Culture and School Achievement
Why do some immigrant children do better in school than others? Education economist and IPR Director David Figlio, finance professor and IPR associate Paola Sapienza, Paola Giuliano of the University of California, Los Angeles, and Umut Özek of the American Institutes for Research isolate the importance of immigrants’ home country culture on their academic achievement. With access to linked education and birth records from Florida, with its more than four million foreign-born inhabitants, the researchers find that immigrant students from cultures that emphasize the importance of delayed gratification perform better than students from cultures that do not. Students from such long-term oriented cultures, when compared with other immigrant students and native-born students, have higher test scores, fewer absences and disciplinary incidents, are less likely to repeat a grade, and are more likely to graduate from high school. They are also more likely to take advanced classes in high school, especially in scientific subjects. In an IPR working paper, the researchers validate their analysis using data from 37 countries, and the findings consistently indicate that the results also hold true for immigrants to countries other than the United States. Figlio is Orrington Lunt Professor of Education and Social Policy and of Economics, and Sapienza is the Donald C. Clark/HSBC Chair in Consumer Finance.

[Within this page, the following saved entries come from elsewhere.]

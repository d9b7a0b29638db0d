//! Binary F-beta / F1 front-ends.

use ndarray::{ArrayD, ArrayViewD};

use super::reduce::{fbeta_reduce, validate_beta};
use crate::average::{Average, MultidimAverage};
use crate::error::Result;
use crate::stat_scores::binary;

/// F-beta score for binary classification.
///
/// `preds` has shape `(N, ...)` and holds probabilities, logits (detected
/// when any value falls outside `[0, 1]`, then passed through a sigmoid),
/// or already-binarized 0/1 values. `target` holds 0/1 class indicators of
/// the same shape. Extra dimensions are flattened into the batch under
/// [`MultidimAverage::Global`] and scored per sample under
/// [`MultidimAverage::Samplewise`].
///
/// Target entries equal to `ignore_index` contribute to no count.
///
/// Returns a 0-dim scalar (global) or an `(N,)` vector (samplewise).
///
/// # Example
///
/// ```
/// use medir::{binary_fbeta_score, MultidimAverage};
/// use ndarray::array;
///
/// let target = array![0i64, 1, 0, 1, 0, 1].into_dyn();
/// let preds = array![0.11, 0.22, 0.84, 0.73, 0.33, 0.92].into_dyn();
///
/// let score = binary_fbeta_score(
///     preds.view(),
///     target.view(),
///     2.0,
///     0.5,
///     MultidimAverage::Global,
///     None,
///     true,
/// )?;
/// let fbeta = score.into_dimensionality::<ndarray::Ix0>()?.into_scalar();
/// assert!((fbeta - 0.6667).abs() < 1e-4);
/// # Ok::<(), Box<dyn std::error::Error>>(())
/// ```
pub fn binary_fbeta_score(
    preds: ArrayViewD<'_, f64>,
    target: ArrayViewD<'_, i64>,
    beta: f64,
    threshold: f64,
    multidim_average: MultidimAverage,
    ignore_index: Option<i64>,
    validate_args: bool,
) -> Result<ArrayD<f64>> {
    if validate_args {
        validate_beta(beta)?;
        binary::arg_validation(threshold)?;
        binary::tensor_validation(&preds, &target, multidim_average, ignore_index)?;
    }
    let (preds, target) = binary::format(&preds, &target, threshold, ignore_index);
    let scores = binary::update(&preds, &target, multidim_average);
    fbeta_reduce(&scores, beta, Average::Binary, multidim_average)
}

/// F1 score for binary classification: [`binary_fbeta_score`] with `beta = 1`.
pub fn binary_f1_score(
    preds: ArrayViewD<'_, f64>,
    target: ArrayViewD<'_, i64>,
    threshold: f64,
    multidim_average: MultidimAverage,
    ignore_index: Option<i64>,
    validate_args: bool,
) -> Result<ArrayD<f64>> {
    binary_fbeta_score(
        preds,
        target,
        1.0,
        threshold,
        multidim_average,
        ignore_index,
        validate_args,
    )
}
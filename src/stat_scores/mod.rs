//! Confusion-count accumulation (tp/fp/tn/fn) for classification tasks.
//!
//! Each task exposes the same four operations:
//! - `arg_validation`: range checks on configuration arguments
//! - `tensor_validation`: shape/value checks on prediction and target arrays
//! - `format`: probability→label conversion and flattening of extra dimensions
//! - `update`: accumulation of the four confusion counts
//!
//! Counts use a uniform `(rows, classes)` layout: a single row under global
//! reduction, one row per sample under samplewise reduction. Binary tasks
//! use a single class column. This keeps the class axis in the same position
//! for every task and mode, so the reduction code has exactly one layout to
//! reason about.

pub mod binary;
pub mod multiclass;
pub mod multilabel;


use ndarray::{Array2, ArrayViewD, Axis};

use crate::error::{MetricError, Result};

/// True/false positive/negative counts with identical `(rows, classes)` shapes.
///
/// Counts are non-negative whole numbers stored as `f64` so they can feed
/// directly into the floating-point reduction arithmetic.
#[derive(Clone, Debug, PartialEq)]
pub struct StatScores {
    /// Entries predicted positive that are positive
    pub true_positives: Array2<f64>,
    /// Entries predicted positive that are negative
    pub false_positives: Array2<f64>,
    /// Entries predicted negative that are negative
    pub true_negatives: Array2<f64>,
    /// Entries predicted negative that are positive
    pub false_negatives: Array2<f64>,
}

impl StatScores {
    /// Build from the four count arrays, enforcing the shared-shape invariant.
    pub fn new(
        true_positives: Array2<f64>,
        false_positives: Array2<f64>,
        true_negatives: Array2<f64>,
        false_negatives: Array2<f64>,
    ) -> Result<Self> {
        let dim = true_positives.dim();
        for (name, counts) in [
            ("false_positives", &false_positives),
            ("true_negatives", &true_negatives),
            ("false_negatives", &false_negatives),
        ] {
            if counts.dim() != dim {
                return Err(MetricError::ShapeMismatch(format!(
                    "true_positives has shape {:?} but {} has shape {:?}",
                    dim,
                    name,
                    counts.dim()
                )));
            }
        }
        Ok(Self {
            true_positives,
            false_positives,
            true_negatives,
            false_negatives,
        })
    }

    /// Number of rows: 1 under global reduction, N under samplewise.
    pub fn rows(&self) -> usize {
        self.true_positives.nrows()
    }

    /// Number of class columns.
    pub fn classes(&self) -> usize {
        self.true_positives.ncols()
    }

    /// Per-class support: tp + fn.
    pub fn support(&self) -> Array2<f64> {
        &self.true_positives + &self.false_negatives
    }

    /// Copy of the counts with one class column removed.
    pub fn without_class(&self, class: usize) -> Self {
        let keep: Vec<usize> = (0..self.classes()).filter(|&c| c != class).collect();
        Self {
            true_positives: self.true_positives.select(Axis(1), &keep),
            false_positives: self.false_positives.select(Axis(1), &keep),
            true_negatives: self.true_negatives.select(Axis(1), &keep),
            false_negatives: self.false_negatives.select(Axis(1), &keep),
        }
    }
}

/// Flatten an `(N, ...)` array to `(N, flat)` in logical (row-major) order.
pub(crate) fn flatten_to_rows<T: Copy>(values: &ArrayViewD<'_, T>) -> Array2<T> {
    let n = values.shape().first().copied().unwrap_or(1);
    let flat = if n == 0 { 0 } else { values.len() / n };
    let data: Vec<T> = values.iter().copied().collect();
    Array2::from_shape_vec((n, flat), data)
        .expect("row-major flatten preserves the element count")
}
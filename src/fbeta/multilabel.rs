//! Multilabel F-beta / F1 front-ends.

use ndarray::{ArrayD, ArrayViewD};

use super::reduce::{fbeta_reduce, validate_beta};
use crate::average::{Average, MultidimAverage};
use crate::error::Result;
use crate::stat_scores::multilabel;

/// F-beta score for multilabel classification.
///
/// `preds` and `target` have shape `(N, num_labels, ...)`; predictions hold
/// probabilities, logits (sigmoid-converted when any value falls outside
/// `[0, 1]`), or 0/1 indicators, and targets hold 0/1 indicators. Each label
/// is scored as an independent binary decision.
///
/// Target entries equal to `ignore_index` contribute to no count.
///
/// Output shape: scalar for `Micro`/`Macro`/`Weighted` under global
/// reduction, `(N,)` under samplewise; `(num_labels,)` / `(N, num_labels)`
/// for [`Average::None`].
///
/// # Example
///
/// ```
/// use medir::{multilabel_fbeta_score, Average, MultidimAverage};
/// use ndarray::array;
///
/// let target = array![[0i64, 1, 0], [1, 0, 1]].into_dyn();
/// let preds = array![[0.11, 0.22, 0.84], [0.73, 0.33, 0.92]].into_dyn();
///
/// let score = multilabel_fbeta_score(
///     preds.view(),
///     target.view(),
///     2.0,
///     3,
///     0.5,
///     Average::Macro,
///     MultidimAverage::Global,
///     None,
///     true,
/// )?;
/// let fbeta = score.into_dimensionality::<ndarray::Ix0>()?.into_scalar();
/// assert!((fbeta - 0.6111).abs() < 1e-4);
/// # Ok::<(), Box<dyn std::error::Error>>(())
/// ```
#[allow(clippy::too_many_arguments)]
pub fn multilabel_fbeta_score(
    preds: ArrayViewD<'_, f64>,
    target: ArrayViewD<'_, i64>,
    beta: f64,
    num_labels: usize,
    threshold: f64,
    average: Average,
    multidim_average: MultidimAverage,
    ignore_index: Option<i64>,
    validate_args: bool,
) -> Result<ArrayD<f64>> {
    if validate_args {
        validate_beta(beta)?;
        multilabel::arg_validation(num_labels, threshold, average)?;
        multilabel::tensor_validation(&preds, &target, num_labels, multidim_average, ignore_index)?;
    }
    let (preds, target) = multilabel::format(&preds, &target, threshold, ignore_index);
    let scores = multilabel::update(&preds, &target, multidim_average);
    fbeta_reduce(&scores, beta, average, multidim_average)
}

/// F1 score for multilabel classification: [`multilabel_fbeta_score`] with
/// `beta = 1`.
#[allow(clippy::too_many_arguments)]
pub fn multilabel_f1_score(
    preds: ArrayViewD<'_, f64>,
    target: ArrayViewD<'_, i64>,
    num_labels: usize,
    threshold: f64,
    average: Average,
    multidim_average: MultidimAverage,
    ignore_index: Option<i64>,
    validate_args: bool,
) -> Result<ArrayD<f64>> {
    multilabel_fbeta_score(
        preds,
        target,
        1.0,
        num_labels,
        threshold,
        average,
        multidim_average,
        ignore_index,
        validate_args,
    )
}
//! Small shared helpers.

use std::time::{SystemTime, UNIX_EPOCH};

/// Current wall-clock time in milliseconds since the Unix epoch.
pub(crate) fn current_time_millis() -> u64 {
    SystemTime::now()
        .duration_since(UNIX_EPOCH)
        .map_or(0, |d| d.as_millis() as u64)
}

/// Rounds a value to the given number of significant digits, half up.
///
/// `f64::round` rounds half away from zero, which matches the HALF_UP
/// convention used for reported Greeks.
pub(crate) fn round_significant(value: f64, digits: i32) -> f64 {
    if value == 0.0 || !value.is_finite() {
        return value;
    }
    let magnitude = value.abs().log10().floor() as i32;
    let factor = 10f64.powi(digits - 1 - magnitude);
    // The scale factor overflows for magnitudes near the subnormal range;
    // such values already carry fewer significant digits than requested.
    if !factor.is_finite() || factor == 0.0 {
        return value;
    }
    (value * factor).round() / factor
}
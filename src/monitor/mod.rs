//! Delta threshold monitoring with cooldown and alert priorities.
//!
//! This module tracks one scalar per symbol, the option delta, against
//! per-symbol thresholds resolved from an external store. A breach emits an
//! [`AlertEvent`] classified into a priority tier; a per-symbol cooldown
//! window suppresses alert storms between breaches.
//!
//! # Overview
//!
//! A breach happens when the absolute delta exceeds the absolute threshold,
//! or when the delta moved by more than 0.05 since the previous observation
//! for the same symbol. Either way the stored last delta is refreshed, so
//! suppressed events still advance the per-symbol state.
//!
//! Per-symbol state is held in sharded concurrent maps and each event's
//! read-modify-write runs under the symbol's own entry guard; events for
//! independent symbols never serialize against each other.
//!
//! # Example
//!
//! ```ignore
//! use deltawatch_rs::monitor::{
//!     DeltaThresholdMonitor, InMemoryThresholdStore, MarketDataUpdate, MonitorConfig,
//! };
//!
//! let monitor = DeltaThresholdMonitor::new(
//!     InMemoryThresholdStore::new(),
//!     MonitorConfig::default(),
//! );
//! monitor.set_threshold("AAPL 240119C150", 0.2)?;
//!
//! if let Some(alert) = monitor.process(&MarketDataUpdate::with_delta("AAPL 240119C150", 0.45)) {
//!     println!("{}", alert.message);
//! }
//! ```

mod classifier;
mod manager;
#[allow(clippy::module_inception)]
mod monitor;
mod store;
mod types;

pub use classifier::classify_priority;
pub use manager::MonitorManager;
pub use monitor::DeltaThresholdMonitor;
pub use store::{InMemoryThresholdStore, ThresholdStore, ThresholdStoreError};
pub use types::{AlertEvent, AlertListener, AlertPriority, MarketDataUpdate, MonitorConfig};
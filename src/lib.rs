//! Option Greeks analytics and delta exposure monitoring.
//!
//! This library provides two tightly coupled pieces for risk desks that need
//! low-latency, deterministic risk analytics on top of a market-data feed:
//!
//! - A closed-form Black-Scholes-Merton pricing engine producing option
//!   Greeks, together with a Newton-Raphson implied volatility solver built
//!   on top of it ([`greeks`]).
//! - A stateful, concurrently-accessed per-symbol delta threshold monitor
//!   with cooldown suppression, adaptive thresholds and alert priority
//!   classification ([`monitor`]).
//!
//! # Overview
//!
//! Market-data updates arrive per symbol, either already carrying a delta or
//! carrying the raw option parameters to be priced. The monitor refreshes the
//! delta through the Greeks engine when needed, updates its per-symbol state,
//! decides whether the configured threshold is breached, classifies the alert
//! priority and hands an [`monitor::AlertEvent`] to the registered listener.
//! Delivery (SMS, email, push, WebSocket) is the job of an external alert
//! sink; this crate only produces the events.
//!
//! Per-symbol state lives in sharded concurrent maps, so events for
//! independent symbols never contend on a shared lock and the monitor scales
//! with the number of active symbols.
//!
//! # Example
//!
//! ```ignore
//! use deltawatch_rs::prelude::*;
//!
//! let params = OptionParameters::call(152.50, 150.0, 0.0548, 0.05, 0.25, 0.02);
//! let greeks = GreeksEngine::compute(&params)?;
//!
//! let monitor = DeltaThresholdMonitor::new(
//!     InMemoryThresholdStore::new(),
//!     MonitorConfig::default(),
//! );
//! let update = MarketDataUpdate::with_delta("AAPL 240119C150", greeks.delta);
//! if let Some(alert) = monitor.process(&update) {
//!     println!("{}: {}", alert.priority, alert.message);
//! }
//! ```

/// Black-Scholes pricing engine, Greeks and implied volatility solver.
pub mod greeks;
/// Per-symbol delta threshold monitoring with cooldown and alert priorities.
pub mod monitor;
/// Convenience re-exports of the most commonly used types.
pub mod prelude;
pub(crate) mod utils;

pub use greeks::{GreeksEngine, GreeksError, GreeksResult, OptionParameters, OptionType};
pub use monitor::{AlertEvent, AlertPriority, DeltaThresholdMonitor, MarketDataUpdate};
//! Integration test suite.

use std::sync::Once;

mod concurrency;
mod monitor;
mod solver;

static TRACING: Once = Once::new();

/// Installs a subscriber routing tracing output through the test harness
/// capture. Safe to call from every test; only the first call installs.
pub fn init_tracing() {
    TRACING.call_once(|| {
        let _ = tracing_subscriber::fmt()
            .with_max_level(tracing::Level::TRACE)
            .with_test_writer()
            .try_init();
    });
}
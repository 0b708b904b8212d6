//! Concurrency guarantees: per-symbol atomicity and cross-symbol
//! independence under contention.

use deltawatch_rs::prelude::*;
use std::sync::atomic::{AtomicUsize, Ordering};
use std::sync::{Arc, Barrier};
use std::thread;

#[test]
fn concurrent_same_symbol_breaches_alert_exactly_once() {
    crate::init_tracing();
    let alert_count = Arc::new(AtomicUsize::new(0));
    let counter = Arc::clone(&alert_count);
    let listener: AlertListener = Arc::new(move |_alert: &AlertEvent| {
        counter.fetch_add(1, Ordering::SeqCst);
    });

    let monitor = Arc::new(DeltaThresholdMonitor::with_alert_listener(
        InMemoryThresholdStore::new(),
        MonitorConfig::default(),
        listener,
    ));

    let threads = 8;
    let barrier = Arc::new(Barrier::new(threads));
    let mut handles = Vec::new();

    for _ in 0..threads {
        let monitor = Arc::clone(&monitor);
        let barrier = Arc::clone(&barrier);
        handles.push(thread::spawn(move || {
            barrier.wait();
            // All events land at the same instant, well inside one cooldown
            // window, so at most one thread may emit.
            monitor
                .process_at(&MarketDataUpdate::with_delta("AAPL", 0.35), 1_000)
                .is_some()
        }));
    }

    let emitted: usize = handles
        .into_iter()
        .map(|h| usize::from(h.join().unwrap()))
        .sum();

    assert_eq!(emitted, 1);
    assert_eq!(alert_count.load(Ordering::SeqCst), 1);
    assert_eq!(monitor.last_delta("AAPL"), Some(0.35));
}

#[test]
fn concurrent_distinct_symbols_alert_independently() {
    let alert_count = Arc::new(AtomicUsize::new(0));
    let counter = Arc::clone(&alert_count);
    let listener: AlertListener = Arc::new(move |_alert: &AlertEvent| {
        counter.fetch_add(1, Ordering::SeqCst);
    });

    let monitor = Arc::new(DeltaThresholdMonitor::with_alert_listener(
        InMemoryThresholdStore::new(),
        MonitorConfig::default(),
        listener,
    ));

    let threads = 8;
    let barrier = Arc::new(Barrier::new(threads));
    let mut handles = Vec::new();

    for i in 0..threads {
        let monitor = Arc::clone(&monitor);
        let barrier = Arc::clone(&barrier);
        handles.push(thread::spawn(move || {
            let symbol = format!("SYM{i}");
            barrier.wait();
            // One breach plus a stream of suppressed follow-ups per symbol
            for step in 0..20u64 {
                monitor.process_at(
                    &MarketDataUpdate::with_delta(&symbol, 0.35),
                    1_000 + step,
                );
            }
        }));
    }
    for handle in handles {
        handle.join().unwrap();
    }

    // Cooldown is per symbol, so every symbol alerted exactly once
    assert_eq!(alert_count.load(Ordering::SeqCst), threads);
    assert_eq!(monitor.symbol_count(), threads);
}

#[test]
fn concurrent_updates_never_lose_state() {
    let monitor = Arc::new(DeltaThresholdMonitor::new(
        InMemoryThresholdStore::new(),
        MonitorConfig::default(),
    ));

    let threads = 4;
    let per_thread = 100;
    let mut handles = Vec::new();

    for t in 0..threads {
        let monitor = Arc::clone(&monitor);
        handles.push(thread::spawn(move || {
            for i in 0..per_thread {
                let symbol = format!("SYM{}", (t * per_thread + i) % 16);
                monitor.process_at(&MarketDataUpdate::with_delta(&symbol, 0.01), 1_000);
            }
        }));
    }
    for handle in handles {
        handle.join().unwrap();
    }

    assert_eq!(monitor.symbol_count(), 16);
    for i in 0..16 {
        assert_eq!(monitor.last_delta(&format!("SYM{i}")), Some(0.01));
    }
}
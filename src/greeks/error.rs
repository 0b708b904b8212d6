//! Error types for the pricing engine.

use std::fmt;

/// Errors surfaced by the pricing API.
///
/// This is the only failure that crosses the pricing boundary; numeric
/// conditions inside the implied volatility solver are absorbed by returning
/// a best-effort estimate instead.
#[derive(Debug, Clone, PartialEq, Eq)]
pub enum GreeksError {
    /// An input parameter failed validation.
    InvalidParameter {
        /// Description of the invalid parameter.
        message: String,
    },
}

impl fmt::Display for GreeksError {
    fn fmt(&self, f: &mut fmt::Formatter<'_>) -> fmt::Result {
        match self {
            GreeksError::InvalidParameter { message } => {
                write!(f, "invalid parameter: {message}")
            }
        }
    }
}

impl std::error::Error for GreeksError {}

Immigrants and Academic Achievement
In an additional study using the Florida data that match administrative records and student records, Figlio and Özek ask another question about immigrant students: Do first-, second-, and third-generation immigrants perform differently in school? They examine results from reading and math tests, disciplinary and truancy records, high school graduation rates, and readiness for college upon high school graduation for Asian and Hispanic immigrants. They find that first-generation immigrants, who arrive in third grade or earlier, perform better than second-generation immigrants, who, in turn, perform better than third-generation immigrants. The U.S.-born children of foreign-born parents, no matter when they arrived in the United States, tend to do better than others from the same ethnicity who have lived longer in the country. These findings have implications for immigration policy: Policymakers should consider that although newly arrived immigrant children initially struggle in school and require considerable resources, they catch up very quickly to their native-born, ethnic peers, and the younger ones tend to outperform those peers.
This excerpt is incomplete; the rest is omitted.